Information Security and Cryptography Research Group

Passive Corruption in Statistical Multi-Party Computation

Martin Hirt, Christoph Lucas, Ueli Maurer, and Dominik Raub

The 6th International Conference on Information Theoretic Security - ICITS 2012, Lecture Notes in Computer Science, Springer-Verlag, 2012, Full Version available from http://eprint.iacr.org/2012/272.

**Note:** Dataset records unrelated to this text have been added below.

//! Chat envelopes (JSON text frames).

use chrono::{DateTime, Utc};
use serde::{Deserialize, Serialize};

use crate::error::{ChatError, Result};
use crate::protocol::id::Id;

/// Envelope type that triggers persistence and fan-out.
pub const MESSAGE_TYPE: &str = "message";

/// Inbound envelope as sent by clients.
///
/// Every field except `type` is optional at this stage; [`InboundEnvelope::into_chat`]
/// decides whether a `"message"` envelope is complete.
#[derive(Debug, Deserialize)]
pub struct InboundEnvelope {
    /// Discriminator (field name is `type` in JSON).
    #[serde(rename = "type")]
    pub kind: String,
    #[serde(default)]
    pub conversation_id: Option<Id>,
    #[serde(default)]
    pub sender_id: Option<Id>,
    #[serde(default)]
    pub receiver_id: Option<Id>,
    #[serde(default)]
    pub content: Option<String>,
}

impl InboundEnvelope {
    pub fn parse(text: &str) -> Result<Self> {
        serde_json::from_str(text)
            .map_err(|e| ChatError::BadRequest(format!("invalid envelope json: {e}")))
    }

    pub fn is_message(&self) -> bool {
        self.kind == MESSAGE_TYPE
    }

    /// Validate a `"message"` envelope sent by `authenticated_user`.
    ///
    /// Returns `Ok(None)` for any other envelope type. The authenticated user
    /// is authoritative: a `sender_id` naming someone else is rejected, and a
    /// missing one is filled in.
    pub fn into_chat(self, authenticated_user: &str) -> Result<Option<ChatFrame>> {
        if !self.is_message() {
            return Ok(None);
        }

        let conversation_id = required(self.conversation_id, "conversation_id")?;
        let receiver_id = required(self.receiver_id, "receiver_id")?;

        let sender_id = match self.sender_id {
            Some(id) if id.key() == authenticated_user => id,
            Some(id) => {
                return Err(ChatError::BadRequest(format!(
                    "sender_id {id} does not match authenticated user"
                )))
            }
            None => Id::from(authenticated_user),
        };

        let content = self
            .content
            .filter(|c| !c.trim().is_empty())
            .ok_or_else(|| ChatError::BadRequest("message requires non-empty content".into()))?;

        Ok(Some(ChatFrame {
            conversation_id,
            sender_id,
            receiver_id,
            content,
        }))
    }
}

fn required(id: Option<Id>, field: &'static str) -> Result<Id> {
    match id {
        Some(id) if !id.is_blank() => Ok(id),
        _ => Err(ChatError::BadRequest(format!("message requires {field}"))),
    }
}

/// Validated chat message, not yet persisted.
#[derive(Debug, Clone, PartialEq, Eq)]
pub struct ChatFrame {
    pub conversation_id: Id,
    pub sender_id: Id,
    pub receiver_id: Id,
    pub content: String,
}

/// Confirmed message as delivered to sender and receiver.
#[derive(Debug, Clone, PartialEq, Serialize, Deserialize)]
pub struct OutboundMessage {
    #[serde(rename = "type")]
    pub kind: String,
    pub message_id: i64,
    pub conversation_id: Id,
    pub sender_id: Id,
    pub receiver_id: Id,
    pub content: String,
    pub created_at: DateTime<Utc>,
}

impl OutboundMessage {
    /// Stamp a validated frame with its storage-assigned id and timestamp.
    pub fn confirmed(frame: ChatFrame, message_id: i64, created_at: DateTime<Utc>) -> Self {
        Self {
            kind: MESSAGE_TYPE.to_string(),
            message_id,
            conversation_id: frame.conversation_id,
            sender_id: frame.sender_id,
            receiver_id: frame.receiver_id,
            content: frame.content,
            created_at,
        }
    }

    pub fn to_json(&self) -> Result<String> {
        serde_json::to_string(self)
            .map_err(|e| ChatError::Internal(format!("json encode failed: {e}")))
    }
}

The goal of Multi-Party Computation (MPC) is to perform an arbitrary computation in a distributed, private, and fault-tolerant way. For this purpose, a fixed set of n parties runs a protocol that tolerates an adversary corrupting a subset of the parties, preserving certain security guarantees like correctness, secrecy, robustness, and fairness. Corruptions can be either passive or active: A passively corrupted party follows the protocol correctly, but the adversary learns the entire internal state of this party. An actively corrupted party is completely controlled by the adversary, and may deviate arbitrarily from the protocol. A mixed adversary may at the same time corrupt some parties actively and some additional parties passively.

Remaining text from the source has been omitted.